- Work required:
The entries are to be duplicated exactly, with nothing left out.

- Records supplied:
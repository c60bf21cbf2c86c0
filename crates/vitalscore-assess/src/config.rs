use std::str::FromStr;
use std::time::Duration;

use thiserror::Error;
use vitalscore_bedrock::converse::InferenceSettings;

pub const MODEL_ID_VAR: &str = "VITALSCORE_MODEL_ID";
pub const MODEL_TIMEOUT_VAR: &str = "VITALSCORE_MODEL_TIMEOUT_SECS";
pub const FALLBACK_VAR: &str = "VITALSCORE_FALLBACK";
pub const MAX_TOKENS_VAR: &str = "VITALSCORE_MAX_TOKENS";
pub const TEMPERATURE_VAR: &str = "VITALSCORE_TEMPERATURE";

const DEFAULT_MODEL_TIMEOUT_SECS: u64 = 20;

#[derive(Debug, Error, PartialEq)]
pub enum ConfigError {
    #[error("invalid value for {var}: {value:?} ({reason})")]
    InvalidValue {
        var: &'static str,
        value: String,
        reason: &'static str,
    },
}

/// What stands in for the model when it fails.
#[derive(Debug, Clone, Copy, Default, PartialEq, Eq)]
pub enum FallbackPolicy {
    #[default]
    SafeDefault,
    Heuristic,
}

impl FromStr for FallbackPolicy {
    type Err = ();

    fn from_str(s: &str) -> Result<Self, Self::Err> {
        match s.trim().to_ascii_lowercase().as_str() {
            "safe_default" => Ok(FallbackPolicy::SafeDefault),
            "heuristic" => Ok(FallbackPolicy::Heuristic),
            _ => Err(()),
        }
    }
}

/// Classification settings, read once at startup.
#[derive(Debug, Clone, PartialEq)]
pub struct AssessConfig {
    /// Bedrock model or inference profile. `None` runs the heuristic only.
    pub model_id: Option<String>,
    pub model_timeout: Duration,
    pub fallback: FallbackPolicy,
    pub inference: InferenceSettings,
}

impl Default for AssessConfig {
    fn default() -> Self {
        Self {
            model_id: None,
            model_timeout: Duration::from_secs(DEFAULT_MODEL_TIMEOUT_SECS),
            fallback: FallbackPolicy::default(),
            inference: InferenceSettings::default(),
        }
    }
}

impl AssessConfig {
    pub fn from_env() -> Result<Self, ConfigError> {
        Self::from_lookup(|var| std::env::var(var).ok())
    }

    /// Build from any variable source. Blank values count as unset.
    pub fn from_lookup(lookup: impl Fn(&str) -> Option<String>) -> Result<Self, ConfigError> {
        let get = |var: &str| lookup(var).filter(|v| !v.trim().is_empty());
        let mut config = Self::default();

        config.model_id = get(MODEL_ID_VAR).map(|v| v.trim().to_string());

        if let Some(value) = get(MODEL_TIMEOUT_VAR) {
            let secs: u64 = value.trim().parse().map_err(|_| ConfigError::InvalidValue {
                var: MODEL_TIMEOUT_VAR,
                value: value.clone(),
                reason: "expected a whole number of seconds",
            })?;
            if secs == 0 {
                return Err(ConfigError::InvalidValue {
                    var: MODEL_TIMEOUT_VAR,
                    value,
                    reason: "timeout must be at least one second",
                });
            }
            config.model_timeout = Duration::from_secs(secs);
        }

        if let Some(value) = get(FALLBACK_VAR) {
            config.fallback = value.parse().map_err(|()| ConfigError::InvalidValue {
                var: FALLBACK_VAR,
                value: value.clone(),
                reason: "expected safe_default or heuristic",
            })?;
        }

        if let Some(value) = get(MAX_TOKENS_VAR) {
            config.inference.max_tokens = value
                .trim()
                .parse()
                .ok()
                .filter(|tokens: &i32| *tokens > 0)
                .ok_or_else(|| ConfigError::InvalidValue {
                    var: MAX_TOKENS_VAR,
                    value: value.clone(),
                    reason: "expected a positive whole number",
                })?;
        }

        if let Some(value) = get(TEMPERATURE_VAR) {
            config.inference.temperature = value
                .trim()
                .parse()
                .ok()
                .filter(|t: &f32| (0.0..=1.0).contains(t))
                .ok_or_else(|| ConfigError::InvalidValue {
                    var: TEMPERATURE_VAR,
                    value: value.clone(),
                    reason: "expected a number between 0 and 1",
                })?;
        }

        Ok(config)
    }
}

- Response box:
repository c60bf21cbf2c86c0
filename crates/vitalscore-assess/src/config.rs
use std::str::FromStr;
use std::time::Duration;

use thiserror::Error;
use vitalscore_bedrock::converse::InferenceSettings;

pub const MODEL_ID_VAR: &str = "VITALSCORE_MODEL_ID";
pub const MODEL_TIMEOUT_VAR: &str = "VITALSCORE_MODEL_TIMEOUT_SECS";
pub const FALLBACK_VAR: &str = "VITALSCORE_FALLBACK";
pub const MAX_TOKENS_VAR: &str = "VITALSCORE_MAX_TOKENS";
pub const TEMPERATURE_VAR: &str = "VITALSCORE_TEMPERATURE";

const DEFAULT_MODEL_TIMEOUT_SECS: u64 = 20;

#[derive(Debug, Error, PartialEq)]
pub enum ConfigError {
    #[error("invalid value for {var}: {value:?} ({reason})")]
    InvalidValue {
        var: &'static str,
        value: String,
        reason: &'static str,
    },
}

/// What stands in for the model when it fails.
#[derive(Debug, Clone, Copy, Default, PartialEq, Eq)]
pub enum FallbackPolicy {
    #[default]
    SafeDefault,
    Heuristic,
}

impl FromStr for FallbackPolicy {
    type Err = ();

    fn from_str(s: &str) -> Result<Self, Self::Err> {
        match s.trim().to_ascii_lowercase().as_str() {
            "safe_default" => Ok(FallbackPolicy::SafeDefault),
            "heuristic" => Ok(FallbackPolicy::Heuristic),
            _ => Err(()),
        }
    }
}

/// Classification settings, read once at startup.
#[derive(Debug, Clone, PartialEq)]
pub struct AssessConfig {
    /// Bedrock model or inference profile. `None` runs the heuristic only.
    pub model_id: Option<String>,
    pub model_timeout: Duration,
    pub fallback: FallbackPolicy,
    pub inference: InferenceSettings,
}

impl Default for AssessConfig {
    fn default() -> Self {
        Self {
            model_id: None,
            model_timeout: Duration::from_secs(DEFAULT_MODEL_TIMEOUT_SECS),
            fallback: FallbackPolicy::default(),
            inference: InferenceSettings::default(),
        }
    }
}

impl AssessConfig {
    pub fn from_env() -> Result<Self, ConfigError> {
        Self::from_lookup(|var| std::env::var(var).ok())
    }

    /// Build from any variable source. Blank values count as unset.
    pub fn from_lookup(lookup: impl Fn(&str) -> Option<String>) -> Result<Self, ConfigError> {
        let get = |var: &str| lookup(var).filter(|v| !v.trim().is_empty());
        let mut config = Self::default();

        config.model_id = get(MODEL_ID_VAR).map(|v| v.trim().to_string());

        if let Some(value) = get(MODEL_TIMEOUT_VAR) {
            let secs: u64 = value.trim().parse().map_err(|_| ConfigError::InvalidValue {
                var: MODEL_TIMEOUT_VAR,
                value: value.clone(),
                reason: "expected a whole number of seconds",
            })?;
            if secs == 0 {
                return Err(ConfigError::InvalidValue {
                    var: MODEL_TIMEOUT_VAR,
                    value,
                    reason: "timeout must be at least one second",
                });
            }
            config.model_timeout = Duration::from_secs(secs);
        }

        if let Some(value) = get(FALLBACK_VAR) {
            config.fallback = value.parse().map_err(|()| ConfigError::InvalidValue {
                var: FALLBACK_VAR,
                value: value.clone(),
                reason: "expected safe_default or heuristic",
            })?;
        }

        if let Some(value) = get(MAX_TOKENS_VAR) {
            config.inference.max_tokens = value
                .trim()
                .parse()
                .ok()
                .filter(|tokens: &i32| *tokens > 0)
                .ok_or_else(|| ConfigError::InvalidValue {
                    var: MAX_TOKENS_VAR,
                    value: value.clone(),
                    reason: "expected a positive whole number",
                })?;
        }

        if let Some(value) = get(TEMPERATURE_VAR) {
            config.inference.temperature = value
                .trim()
                .parse()
                .ok()
                .filter(|t: &f32| (0.0..=1.0).contains(t))
                .ok_or_else(|| ConfigError::InvalidValue {
                    var: TEMPERATURE_VAR,
                    value: value.clone(),
                    reason: "expected a number between 0 and 1",
                })?;
        }

        Ok(config)
    }
}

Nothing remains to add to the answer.